That memory—of trying so hard to remember things exactly as they were, every detail, every nuance—came thundering to mind the second I saw Google’s “Loretta” ad during the Super Bowl. The 90-second spot, which is inspired (and voiced) by an employee’s 85-year-old grandfather, follows a man’s search to keep his wife’s memory alive after she’s passed. You watch his queries shift from advice on “how not to forget” to pulling up photos of their years together, recalling the name of an Alaskan town where they vacationed, even her final admonishment to “get out of the dang house” after she’s gone. It’s the type of ad that’ll make you ugly cry into your buffalo chicken dip, because it’s so specific, yet so universally relatable—and it also reveals how tech is changing the way we process loss.

“Many Americans now need the internet and social media to process grief in a way that is inconceivable to previous generations,” said Elizabeth Meyer Karansky, co-founder of Farewelling, a podcast and funeral-planning service designed to help people cope with death. “The internet has given us access to information, and we are all absorbing [it] in areas that were previously unknown—death and dying.”

When someone passes, we have more than VHS tapes and letters; there are streams of text message threads, tweets and Instagram DMs. An estimated 510,000 comments are posted to Facebook every minute, and roughly 300 million photos are uploaded each day, according to digital marketing firm Zephoria. We’re producing a lot of content online, giving us so many more memories to scroll through, all a phone’s reach away. Suddenly, even subtle nuances of a person are preserved. When my other grandmother died a few months ago, I could pull up her favorite bran muffin recipe on Facebook Messenger, reading through her commentary as I baked it. If I’m having a rough day, I can pull up an encouraging text she sent; it’s not the same, but it’s comfort, made convenient. 

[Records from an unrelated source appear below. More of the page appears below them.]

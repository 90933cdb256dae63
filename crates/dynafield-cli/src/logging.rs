//! Logging utilities for the Dynafield CLI
//!
//! This module provides:
//! - Request ID generation and tracking
//! - Redaction of sensitive record values
//! - Performance timing spans
//! - Structured logging setup on stderr, with an optional JSON log file

use crate::error::{Error, Result};
use serde::{Deserialize, Serialize};
use std::io::IsTerminal;
use std::path::PathBuf;
use std::sync::OnceLock;
use tracing::{field, Span};
use tracing_appender::non_blocking::WorkerGuard;
use tracing_subscriber::layer::SubscriberExt;
use tracing_subscriber::util::SubscriberInitExt;
use tracing_subscriber::{fmt, EnvFilter, Layer, Registry};
use uuid::Uuid;

/// Global request ID for the current session
static REQUEST_ID: OnceLock<String> = OnceLock::new();

/// Logging configuration
#[derive(Debug, Clone, Serialize, Deserialize)]
pub struct LoggingConfig {
    /// Log level filter
    pub level: String,
    /// Console output format
    pub format: LogFormat,
    /// Enable console output
    pub console: bool,
    /// Optional JSON log file
    pub file: Option<PathBuf>,
    /// Include thread IDs
    pub thread_ids: bool,
    /// Include file and line numbers
    pub source_location: bool,
    /// Problems found while resolving the settings, logged once the
    /// subscriber is installed
    #[serde(skip)]
    pub warnings: Vec<String>,
}

/// Log output format
#[derive(Debug, Clone, Copy, Serialize, Deserialize, PartialEq, Eq)]
#[serde(rename_all = "lowercase")]
pub enum LogFormat {
    Compact,
    Pretty,
    Json,
}

impl LogFormat {
    fn parse(value: &str) -> Option<Self> {
        match value.to_lowercase().as_str() {
            "compact" => Some(Self::Compact),
            "pretty" | "full" => Some(Self::Pretty),
            "json" => Some(Self::Json),
            _ => None,
        }
    }
}

impl Default for LoggingConfig {
    fn default() -> Self {
        Self {
            level: "warn".to_string(),
            format: LogFormat::Compact,
            console: true,
            file: None,
            thread_ids: false,
            source_location: false,
            warnings: Vec::new(),
        }
    }
}

impl LoggingConfig {
    /// Create logging config from verbosity level
    pub fn from_verbosity(verbosity: u8) -> Self {
        let mut config = Self::default();

        match verbosity {
            0 => {}
            1 => config.level = "info".to_string(),
            2 => {
                config.level = "debug".to_string();
                config.source_location = true;
            }
            _ => {
                config.level = "trace".to_string();
                config.format = LogFormat::Pretty;
                config.source_location = true;
                config.thread_ids = true;
            }
        }

        config
    }

    /// Settings from the config file, with `-v` flags raising the level
    pub fn resolve(verbosity: u8, file: &crate::config::LoggingConfig) -> Self {
        let mut config = Self::from_verbosity(verbosity);
        if verbosity == 0 {
            config.level = file.level.clone();
        }
        match LogFormat::parse(&file.format) {
            Some(format) if verbosity < 3 => config.format = format,
            Some(_) => {}
            None => config
                .warnings
                .push(format!("Invalid log format: {}, using default", file.format)),
        }
        config.file = file.file.clone();
        config.merge_with_env();
        config
    }

    /// Apply environment overrides
    pub fn merge_with_env(&mut self) {
        if let Ok(rust_log) = std::env::var("RUST_LOG") {
            self.level = rust_log;
        }

        if let Ok(format) = std::env::var("DYNAFIELD_LOG_FORMAT") {
            match LogFormat::parse(&format) {
                Some(format) => self.format = format,
                None => self.warnings.push(format!("Invalid log format: {}, using default", format)),
            }
        }

        if let Ok(file) = std::env::var("DYNAFIELD_LOG_FILE") {
            self.file = Some(PathBuf::from(file));
        }

        if let Ok(console) = std::env::var("DYNAFIELD_LOG_CONSOLE") {
            self.console = console.to_lowercase() == "true" || console == "1";
        }
    }
}

type BoxedLayer = Box<dyn Layer<Registry> + Send + Sync>;

/// Initialize the global logging system
///
/// The returned guard flushes the log file when dropped, so keep it alive
/// until the process exits.
pub fn init_logging(config: &LoggingConfig) -> Result<Option<WorkerGuard>> {
    let env_filter = create_env_filter(config)?;
    let mut layers: Vec<BoxedLayer> = Vec::new();

    if config.console {
        let console = fmt::layer()
            .with_writer(std::io::stderr)
            .with_target(true)
            .with_thread_ids(config.thread_ids)
            .with_file(config.source_location)
            .with_line_number(config.source_location);
        let ansi = std::io::stderr().is_terminal();
        layers.push(match config.format {
            LogFormat::Compact => console.with_ansi(ansi).compact().boxed(),
            LogFormat::Pretty => console.with_ansi(ansi).pretty().boxed(),
            LogFormat::Json => console.with_ansi(false).json().boxed(),
        });
    }

    let guard = match &config.file {
        Some(path) => {
            let (writer, guard) = file_writer(path)?;
            layers.push(fmt::layer().json().with_ansi(false).with_writer(writer).boxed());
            Some(guard)
        }
        None => None,
    };

    tracing_subscriber::registry()
        .with(layers)
        .with(env_filter)
        .try_init()
        .map_err(|e| Error::config(format!("Failed to initialize logging: {}", e)))?;

    let request_id = generate_request_id();
    if REQUEST_ID.set(request_id.clone()).is_err() {
        tracing::warn!("request ID already set, keeping the first one");
    }
    for warning in &config.warnings {
        tracing::warn!("{warning}");
    }

    tracing::info!(
        request_id = %request_id,
        config = ?config,
        "Logging system initialized"
    );

    Ok(guard)
}

fn file_writer(path: &std::path::Path) -> Result<(tracing_appender::non_blocking::NonBlocking, WorkerGuard)> {
    let file_name = path
        .file_name()
        .ok_or_else(|| Error::config(format!("log file '{}' has no file name", path.display())))?;
    let dir = match path.parent() {
        Some(parent) if !parent.as_os_str().is_empty() => parent.to_path_buf(),
        _ => PathBuf::from("."),
    };
    std::fs::create_dir_all(&dir)?;
    let appender = tracing_appender::rolling::never(dir, file_name);
    Ok(tracing_appender::non_blocking(appender))
}

/// Create environment filter based on configuration
fn create_env_filter(config: &LoggingConfig) -> Result<EnvFilter> {
    EnvFilter::try_new(&config.level).map_err(|e| Error::config(format!("Invalid log level '{}': {}", config.level, e)))
}

/// Generate a unique request ID for this session
pub fn generate_request_id() -> String {
    format!("req_{}", Uuid::new_v4().simple())
}

/// Get the current request ID
pub fn current_request_id() -> Option<&'static str> {
    REQUEST_ID.get().map(|s| s.as_str())
}

/// Create a span with request ID and timing
pub fn create_operation_span(operation: &str, details: Option<&str>) -> Span {
    tracing::info_span!(
        "operation",
        operation = operation,
        request_id = current_request_id().unwrap_or("unknown"),
        details = details.unwrap_or(""),
        duration_ms = field::Empty,
    )
}

/// Redaction of record values before they reach the logs
pub mod redaction {
    use serde_json::Value;

    const REDACTED: &str = "***";

    /// Replace the values of sensitive-looking keys, recursively
    pub fn redact_json_value(value: &mut Value) {
        match value {
            Value::Object(map) => {
                for (key, val) in map.iter_mut() {
                    if is_sensitive_key(key) {
                        *val = Value::String(REDACTED.to_string());
                    } else {
                        redact_json_value(val);
                    }
                }
            }
            Value::Array(items) => items.iter_mut().for_each(redact_json_value),
            _ => {}
        }
    }

    /// Redacted copy, for `tracing` fields
    pub fn redacted(value: &Value) -> Value {
        let mut copy = value.clone();
        redact_json_value(&mut copy);
        copy
    }

    fn is_sensitive_key(key: &str) -> bool {
        let key_lower = key.to_lowercase();
        ["password", "passwd", "secret", "token", "credential", "api_key", "apikey", "ssn"]
            .iter()
            .any(|needle| key_lower.contains(needle))
    }
}

/// Performance timing utilities
pub mod timing {
    use std::time::Instant;
    use tracing::Span;

    /// A timer that logs its duration when finished or dropped
    pub struct Timer {
        start: Instant,
        span: Span,
        operation: String,
        finished: bool,
    }

    impl Timer {
        pub fn new(operation: &str) -> Self {
            Self {
                start: Instant::now(),
                span: super::create_operation_span(operation, None),
                operation: operation.to_string(),
                finished: false,
            }
        }

        pub fn with_details(operation: &str, details: &str) -> Self {
            Self {
                start: Instant::now(),
                span: super::create_operation_span(operation, Some(details)),
                operation: operation.to_string(),
                finished: false,
            }
        }

        pub fn span(&self) -> &Span {
            &self.span
        }

        /// Get elapsed time without finishing the timer
        pub fn elapsed(&self) -> std::time::Duration {
            self.start.elapsed()
        }

        /// Finish the timer and log the duration
        pub fn finish(mut self) {
            self.record("Operation completed");
            self.finished = true;
        }

        fn record(&self, message: &'static str) {
            let duration = self.start.elapsed();
            self.span.record("duration_ms", duration.as_millis() as u64);
            tracing::info!(
                operation = %self.operation,
                duration_ms = duration.as_millis() as u64,
                "{}",
                message
            );
        }
    }

    impl Drop for Timer {
        fn drop(&mut self) {
            if !self.finished {
                self.record("Operation ended early");
            }
        }
    }
}

#[cfg(test)]
mod tests {
    use super::*;
    use serde_json::json;

    #[test]
    fn test_json_redaction() {
        let mut value = json!({
            "name": "Ada",
            "password": "hunter2",
            "profile": {"api_key": "abc", "city": "London"},
            "logins": [{"token": "t1"}]
        });

        redaction::redact_json_value(&mut value);

        assert_eq!(value["name"], "Ada");
        assert_eq!(value["password"], "***");
        assert_eq!(value["profile"]["api_key"], "***");
        assert_eq!(value["profile"]["city"], "London");
        assert_eq!(value["logins"][0]["token"], "***");
    }

    #[test]
    fn test_logging_config_from_verbosity() {
        let config = LoggingConfig::from_verbosity(0);
        assert_eq!(config.level, "warn");
        assert!(!config.source_location);

        let config = LoggingConfig::from_verbosity(2);
        assert_eq!(config.level, "debug");
        assert!(config.source_location);

        let config = LoggingConfig::from_verbosity(3);
        assert_eq!(config.level, "trace");
        assert_eq!(config.format, LogFormat::Pretty);
        assert!(config.thread_ids);
    }

    #[test]
    fn test_log_format_parse() {
        assert_eq!(LogFormat::parse("JSON"), Some(LogFormat::Json));
        assert_eq!(LogFormat::parse("full"), Some(LogFormat::Pretty));
        assert_eq!(LogFormat::parse("compact"), Some(LogFormat::Compact));
        assert_eq!(LogFormat::parse("xml"), None);
    }

    #[test]
    fn test_invalid_file_format_is_kept_for_later() {
        let file = crate::config::LoggingConfig {
            format: "xml".to_string(),
            ..Default::default()
        };
        let config = LoggingConfig::resolve(0, &file);
        assert!(config
            .warnings
            .iter()
            .any(|w| w == "Invalid log format: xml, using default"));
        assert!(LoggingConfig::from_verbosity(0).warnings.is_empty());
    }

    #[test]
    fn test_request_id_shape() {
        let id = generate_request_id();
        assert!(id.starts_with("req_"));
        assert_eq!(id.len(), 4 + 32);
    }
}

The ad represents a larger cultural shift, too. Younger generations are considered digital natives—and millennials are increasingly being considered the “death positive” generation, being more open to having conversations around death and planning their funerals early in life. As Vox reported, nearly 16 percent of Americans between the ages of 18 to 39 felt that people should pre-plan their funerals before they’re 40—roughly twice as many as those over 60. (Similarly, a small study of 84 millennials found that 54 percent have already had the end-of-life convo with a family member.) That openness has given way to podcasts like Farewelling, as well as services like Lantern, a checklist to help people plan a funeral, and groups like the Order of the Good Death, a death-positive organization founded by YouTuber and funeral home owner Caitlin Doughty (who, by the way, has amassed 970,000 subscribers through her “Ask a Mortician” series).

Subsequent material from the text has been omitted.